Dengan gejala soatosensoris atau sensoris spesial (melibatkan pancaindera)

- Somatosensoris, timbul rasa kesemutan atau ditusuk jarum.

- Visual, terlihat kilatan cahaya

- Auditorius, terdengar sesuatu

- Olfaktorius, tercium sesuatu

- Disertai vertigo

Dengan gejala atau tanda gangguan saraf otoonom, sensasi epigastrium, pucat, berkeringat, dilatasi
pupil.

Dengan gejala psikis (gangguan fungsi luhur), antara lain

- Disfasia, mengulang suku kata, kata atau bagian kalimat.

- Dimensia, gangguan fungsi ingatan seperti pernah mengalami, merasakan, melihat atau sebaliknya
tidak pernah.

- Kognitif, gangguan orientasi waktu.

- Afektif, merasa sangat senang, susah, marah, takut.


- Ilusi, perubahan persepsi benda yang dilihat,

- Halusinasi kompleks (berstruktur), seperti mendengar ada yang berbicara, musik, melihat suatu
fenomena tertentu.

b. Epilepsi parsial kompleks (disertai gangguan kesadaran)

- Serangan parsial sederhana, diikuti gangguan kesadaran

Dengan gejala parsial sederhana disertai dengan menurunnya kesadaran

Dengan automatisme, gerakan-gerakan tak terkendali dan tidak disadari

- Dengan penurunan kesadaran sejak permulaan serangan, hanya dengan penurunan kesadaran,
automatisme.

c. Epilepsi parsial yang berkembang menjadi bangkitan umum (tonik-klonik, tonik, klonik)

- Sawan parsial sederhana yang berkembang menjadi bangkitan umum

- Sawan parsial kompleks yang berkembang menjadi bangkitan umum

- Sawan parsial sederhana yang menjadi bangkitan parsial kompleks, lalu berkembang menjadi
bangkitan umum.

2. Epilepsi umum (konvulsif dan non konvulsif)

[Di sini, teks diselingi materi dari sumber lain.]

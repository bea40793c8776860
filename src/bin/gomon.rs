//! gomon - terminal dashboard for Go runtime stats.
//!
//! Polls the stats endpoint of a Go process (the `golang-stats-api-handler`
//! format) and renders the accumulated series as a live TUI.
//!
//! Usage:
//!   gomon                                 # default endpoint, 2s interval
//!   gomon http://svc:8080/api/stats       # custom endpoint
//!   gomon -i 5                            # poll every 5 seconds
//!   gomon -d                              # log requests/responses to stderr

use tikv_jemallocator::Jemalloc;
#[global_allocator]
static GLOBAL: Jemalloc = Jemalloc;

use std::time::Duration;

use clap::Parser;
use tracing::Level;
use tracing_subscriber::EnvFilter;

use gomon::client::{Config, DEFAULT_ENDPOINT, StatsClient};
use gomon::stats::StatsHistory;
use gomon::tui::App;

/// Terminal dashboard for Go runtime stats.
#[derive(Parser)]
#[command(name = "gomon", about = "Terminal dashboard for Go runtime stats")]
struct Args {
    /// Stats endpoint URL.
    #[arg(value_name = "ENDPOINT", default_value = DEFAULT_ENDPOINT)]
    endpoint: String,

    /// Poll interval in seconds.
    #[arg(short, long, value_name = "SECS", default_value_t = 2)]
    interval: u64,

    /// Request timeout in seconds.
    #[arg(short, long, value_name = "SECS", default_value_t = 5)]
    timeout: u64,

    /// Consecutive poll failures tolerated before the dashboard halts.
    #[arg(long, value_name = "N", default_value_t = 5)]
    failure_budget: u32,

    /// Log outgoing requests and decoded responses.
    #[arg(short, long)]
    debug: bool,
}

fn main() {
    let args = Args::parse();
    init_logging(args.debug);

    if args.interval == 0 {
        eprintln!("Error: interval must be at least 1 second");
        std::process::exit(1);
    }
    if args.failure_budget == 0 {
        eprintln!("Error: failure budget must be at least 1");
        std::process::exit(1);
    }

    let config = Config {
        endpoint: args.endpoint.clone(),
        debug: args.debug,
        timeout: Duration::from_secs(args.timeout),
    };
    let client = match StatsClient::new(config) {
        Ok(client) => client,
        Err(e) => {
            eprintln!("Error: {}", e);
            std::process::exit(1);
        }
    };

    // First sample before the terminal is taken over; a dead endpoint
    // aborts startup.
    let history = StatsHistory::new(client);
    if let Err(e) = history.append() {
        eprintln!("Error: {}", e);
        eprintln!("Is the stats endpoint reachable at {}?", args.endpoint);
        std::process::exit(1);
    }

    let app = App::new(history, args.failure_budget);
    if let Err(e) = app.run(Duration::from_secs(args.interval)) {
        eprintln!("Error running TUI: {}", e);
        std::process::exit(1);
    }
}

/// Initializes the tracing subscriber. The TUI owns stdout, so logs go to
/// stderr; without -d only errors pass the filter.
fn init_logging(debug: bool) {
    let level = if debug { Level::DEBUG } else { Level::ERROR };

    let filter = EnvFilter::from_default_env()
        .add_directive(format!("gomon={}", level).parse().unwrap());

    tracing_subscriber::fmt()
        .with_env_filter(filter)
        .with_target(false)
        .with_writer(std::io::stderr)
        .init();
}
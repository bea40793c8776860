//! Snapshot model and time-series accumulation for Go runtime stats.

mod history;
mod source;

pub use history::{CounterMetric, HistoryError, RateMetric, RuntimeInfo, StatsHistory};
pub use source::StatsSource;

#[cfg(test)]
pub(crate) use source::mock::ScriptedSource;

use serde::Deserialize;

/// One decoded response from the stats endpoint.
///
/// Field set and keys follow the `golang-stats-api-handler` JSON format.
/// Missing fields decode to zero; unknown fields are ignored.
#[derive(Clone, Debug, Default, Deserialize, PartialEq)]
#[serde(default)]
pub struct Stats {
    /// Epoch seconds at which the snapshot was taken.
    pub time: i64,
    // runtime
    pub go_version: String,
    pub go_os: String,
    pub go_arch: String,
    pub cpu_num: u32,
    pub gomaxprocs: u32,
    pub goroutine_num: u64,
    pub cgo_call_num: i64,
    // memory
    pub memory_alloc: u64,
    pub memory_total_alloc: u64,
    pub memory_sys: u64,
    pub memory_lookups: u64,
    pub memory_mallocs: u64,
    pub memory_frees: u64,
    // stack
    pub memory_stack: u64,
    // heap
    pub heap_alloc: u64,
    pub heap_sys: u64,
    pub heap_idle: u64,
    pub heap_inuse: u64,
    pub heap_released: u64,
    pub heap_objects: u64,
    // garbage collection
    pub gc_next: u64,
    pub gc_last: u64,
    pub gc_num: u32,
    pub gc_per_second: f64,
    pub gc_pause_per_second: f64,
    pub gc_pause: Vec<f64>,
}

a. Epilepsi lena (absence), kegiatan yang sedang dikerjakan terhenti, muka tampak membengong, bola
mata dapat memutar ke atas, tidak ada reaksi saat diajak bicara, biasanya berlangsung setengah menit,
dan sering dijumpai pada anak. Ciri khasnya: hanya penurunan kesadaran, dengan komponen kronik
ringan, dengan komponen atonik, dengan komponen tonik, dengan automatisme, dengan komponen
autonom (kombinasi).

b. Epilepsi lena tak khas, dapat disertai dengan gangguan tonus yang lebih jelas; permulaan dan
berakhirnya bangkitan tidak mendadak.

c. Epilepsi mioklonik, terjadi kontraksi mendadak, sebentar, dapat kuat atau lemah sebagian otot atau
semua otot, sekali atau berulang.

d. Epilepsi klonik, tidak ada komponen tonik, hanya terjadi kejang kelonjot.

e. Epilepsi tonik, tidak ada komponen klonik, otot hanya menjadi kaku.

f. Epilepsi tonik-klonik, serangan dapat diawali dengan aura, klien mendadak jatuh pingsan, otot
seluruh badan kaku, kejang kaku berlangsung selama kira-kira setengah menit diikuti kejang kelonjot
diseluruh badan. Bangkitan ini biasanya berhenti sendiri. Tarikan napas menjadi dalam beberapa saat
lamanya. Bila pembentukan ludah meningkat saat kejang, muut menjadi berbusa karena hembusan
napas kuat. Mungkin pula klien miksi. Setelah kejang selesai, klien dapat bangun dengan kesadaran yang
masih rendah atau langsung menjadi sadar dengan keluhan badan menjadi pegal, lelah dan nyeri kepala.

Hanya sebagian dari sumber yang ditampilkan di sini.